I don’t recall this happening on this scale before.  Is my memory off?  Or is something else going on?  I remember when I was involved on the no on I-676 campaign that there were lots of complaints of our yard signs being stolen (Boomershooter Steve M. was losing about three or four a week) but our offices were never broken into and there weren’t any reports of intimidation by either side.  But election violence, in other countries, is actually quite common according to what some people tell me.

So why the change in our country now?  My hypothesis is that people are getting violent because the government has more control than it used to.  It used to be the government stayed within the bounds of the constitution to a greater extent than now.  When the consequences of a change in power of the government was highly constrained it just didn’t matter that much who was in power.  But now that the Federal government is involved in so many things it didn’t use to have control over such as health care, education, firearm ownership, gay marriage, etc. the consequences of “your side” loosing are significant enough that people can justify, in their own minds, the violence.  This is just as people in other countries with few limits to government control can justify their violence.

It is my prediction that as the power of government increases the frequency and intensity of election related violence will increase.  Vote Libertarian and stop the violence.

Bobby Fischer

Former world chess champion Bobby Fischer was arrested in Japan on Tuesday.  I used to play a lot of chess.  That was pretty much all I did in high school and the first year or so of college.  Bobby Fischer won the world championship in ’72 (I think) when I was very much into the game.  I feel a fair amount of attachment to him for what he did for chess.  It makes me sad to read stuff like the following:

 

Mr. Fischer’s legal troubles date back to 1992 when he emerged from hiding to play a highly publicized match against Russian Boris Spassky in Yugoslavia, then at war with Bosnia-Herzegovina.

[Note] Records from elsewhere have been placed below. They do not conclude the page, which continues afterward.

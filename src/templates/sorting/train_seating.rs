//! Seat passengers one at a time in the car with the fewest passengers
//! sharing their initial, then the fewest passengers overall, then the
//! lowest number. Full cars are skipped and a passenger who fits nowhere
//! stays on the platform.

use crate::templates::prelude::*;

pub struct TrainSeating;

static INFO: TemplateInfo = TemplateInfo {
    id: "8978",
    title: "VLAK",
    category: Category::Sorting,
    input: &[
        Field::int("n"),
        Field::int("k"),
        Field::int("p"),
        Field::word("name").repeat("p"),
    ],
    output: &[Field::int("seated").repeat("n")],
    constraints: &[
        "1 <= n <= 10",
        "1 <= k <= 100",
        "1 <= p <= 1000",
        "names are lowercase, at most 20 letters",
    ],
    samples: &[
        Sample {
            input: "3 2 5\nana\nbob\nabe\nann\nbea\n",
            output: "2 2 1\n",
        },
        Sample {
            input: "2 4 6\nmarko\nmirko\nmate\nana\nivan\nmaja\n",
            output: "3 3\n",
        },
    ],
};

#[derive(Debug, Clone)]
pub struct Input {
    pub cars: usize,
    pub capacity: usize,
    /// Initial letter of each passenger, in arrival order.
    pub initials: Vec<u8>,
}

impl Template for TrainSeating {
    type Input = Input;
    type Output = Vec<usize>;

    fn info(&self) -> &'static TemplateInfo {
        &INFO
    }

    fn parse(&self, sc: &mut Scanner<'_>) -> Result<Input, InputError> {
        let cars = sc.next_in("n", 1..=10usize)?;
        let capacity = sc.next_in("k", 1..=100usize)?;
        let p = sc.next_in("p", 1..=1000usize)?;
        let initials = (0..p)
            .map(|_| {
                let name = sc.word_of("name", |b| b.is_ascii_lowercase())?;
                if name.len() > 20 {
                    return Err(InputError::constraint("name", "longer than 20 letters"));
                }
                Ok(name.as_bytes()[0])
            })
            .collect::<Result<_, _>>()?;
        Ok(Input {
            cars,
            capacity,
            initials,
        })
    }

    fn solve(&self, input: &Input) -> Vec<usize> {
        // per car: count of passengers by initial
        let mut cars = vec![[0usize; 26]; input.cars];
        let mut seated = vec![0usize; input.cars];
        for &initial in &input.initials {
            let letter = usize::from(initial - b'a');
            let best = (0..input.cars)
                .filter(|&c| seated[c] < input.capacity)
                .min_by_key(|&c| (cars[c][letter], seated[c], c));
            if let Some(c) = best {
                cars[c][letter] += 1;
                seated[c] += 1;
            }
        }
        seated
    }

    fn render(&self, output: &Vec<usize>, out: &mut String) {
        push_line(out, output);
    }
}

Mr. Fischer won the competition, earning a prize of more than $3 million, but he was indicted by a U.S. federal grand jury for violating United Nations sanctions against Yugoslavia by playing the match there.

“I think the U.S. is not going to exist much longer,” Mr. Fischer said. “I think everybody is going to be surprised at just how soon the U.S. collapses and the U.S. becomes history.”

In other such interviews, Mr. Fischer has praised the September 11, 2001 terrorist attacks on the United States.

 

Barb and I were talking the other day about how famous people are often strange.  She was reading a book on John Lennon and asked, “Does becoming famous make people strange or is it that only strange people become famous?”  My answer was, “I don’t know.  But my hypothesis is that in order to be famous most people will have to be ‘different’ in some way.  Smarter, greater motivation, extrodinary talent, something like that.  Whatever it is that made them different may also have a tendency to make them strange.  And of course there are a fair number of examples of people that appear to be ‘nice’ and manage to handle fame fairly well.  But you are correct, it does seem like there is some sort of correlation.”

Bobby Fischer is possibly the greatest chess player that has ever lived and it’s possible that whatever it was that made him such a good player also made him more than a little bit strange.